» EXERCISE REQUIREMENTS
From the first line to the last, print the data exactly as it appears.

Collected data
==*==

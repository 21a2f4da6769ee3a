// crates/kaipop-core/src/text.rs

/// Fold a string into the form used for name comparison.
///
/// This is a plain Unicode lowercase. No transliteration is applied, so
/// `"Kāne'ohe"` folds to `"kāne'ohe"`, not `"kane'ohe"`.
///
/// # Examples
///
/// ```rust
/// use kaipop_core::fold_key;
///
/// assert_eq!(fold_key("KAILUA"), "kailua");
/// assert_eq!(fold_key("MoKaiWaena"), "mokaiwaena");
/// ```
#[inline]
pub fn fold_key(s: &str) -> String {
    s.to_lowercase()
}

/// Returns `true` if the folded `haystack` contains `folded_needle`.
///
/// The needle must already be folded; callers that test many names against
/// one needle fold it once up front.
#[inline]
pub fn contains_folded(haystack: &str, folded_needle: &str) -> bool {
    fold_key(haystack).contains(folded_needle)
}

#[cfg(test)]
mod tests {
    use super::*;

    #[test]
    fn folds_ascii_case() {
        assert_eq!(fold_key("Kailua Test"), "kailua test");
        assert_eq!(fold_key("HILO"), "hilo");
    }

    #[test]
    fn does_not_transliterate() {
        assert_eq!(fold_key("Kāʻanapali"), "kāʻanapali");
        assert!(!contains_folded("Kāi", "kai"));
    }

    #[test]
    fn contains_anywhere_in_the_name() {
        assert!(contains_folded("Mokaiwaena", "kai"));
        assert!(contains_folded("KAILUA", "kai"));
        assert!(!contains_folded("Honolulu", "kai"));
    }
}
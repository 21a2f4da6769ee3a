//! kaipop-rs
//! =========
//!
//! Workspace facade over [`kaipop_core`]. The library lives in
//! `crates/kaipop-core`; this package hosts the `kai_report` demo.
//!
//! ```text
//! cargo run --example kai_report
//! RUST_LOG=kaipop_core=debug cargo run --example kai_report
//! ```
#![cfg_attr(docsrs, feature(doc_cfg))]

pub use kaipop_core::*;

==*==

» SOLUTION BELOW
repository 21a2f4da6769ee3a
// crates/kaipop-core/src/text.rs

/// Fold a string into the form used for name comparison.
///
/// This is a plain Unicode lowercase. No transliteration is applied, so
/// `"Kāne'ohe"` folds to `"kāne'ohe"`, not `"kane'ohe"`.
///
/// # Examples
///
/// ```rust
/// use kaipop_core::fold_key;
///
/// assert_eq!(fold_key("KAILUA"), "kailua");
/// assert_eq!(fold_key("MoKaiWaena"), "mokaiwaena");
/// ```
#[inline]
pub fn fold_key(s: &str) -> String {
    s.to_lowercase()
}

/// Returns `true` if the folded `haystack` contains `folded_needle`.
///
/// The needle must already be folded; callers that test many names against
/// one needle fold it once up front.
#[inline]
pub fn contains_folded(haystack: &str, folded_needle: &str) -> bool {
    fold_key(haystack).contains(folded_needle)
}

#[cfg(test)]
mod tests {
    use super::*;

    #[test]
    fn folds_ascii_case() {
        assert_eq!(fold_key("Kailua Test"), "kailua test");
        assert_eq!(fold_key("HILO"), "hilo");
    }

    #[test]
    fn does_not_transliterate() {
        assert_eq!(fold_key("Kāʻanapali"), "kāʻanapali");
        assert!(!contains_folded("Kāi", "kai"));
    }

    #[test]
    fn contains_anywhere_in_the_name() {
        assert!(contains_folded("Mokaiwaena", "kai"));
        assert!(contains_folded("KAILUA", "kai"));
        assert!(!contains_folded("Honolulu", "kai"));
    }
}
repository 21a2f4da6769ee3a
//! kaipop-rs
//! =========
//!
//! Workspace facade over [`kaipop_core`]. The library lives in
//! `crates/kaipop-core`; this package hosts the `kai_report` demo.
//!
//! ```text
//! cargo run --example kai_report
//! RUST_LOG=kaipop_core=debug cargo run --example kai_report
//! ```
#![cfg_attr(docsrs, feature(doc_cfg))]

pub use kaipop_core::*;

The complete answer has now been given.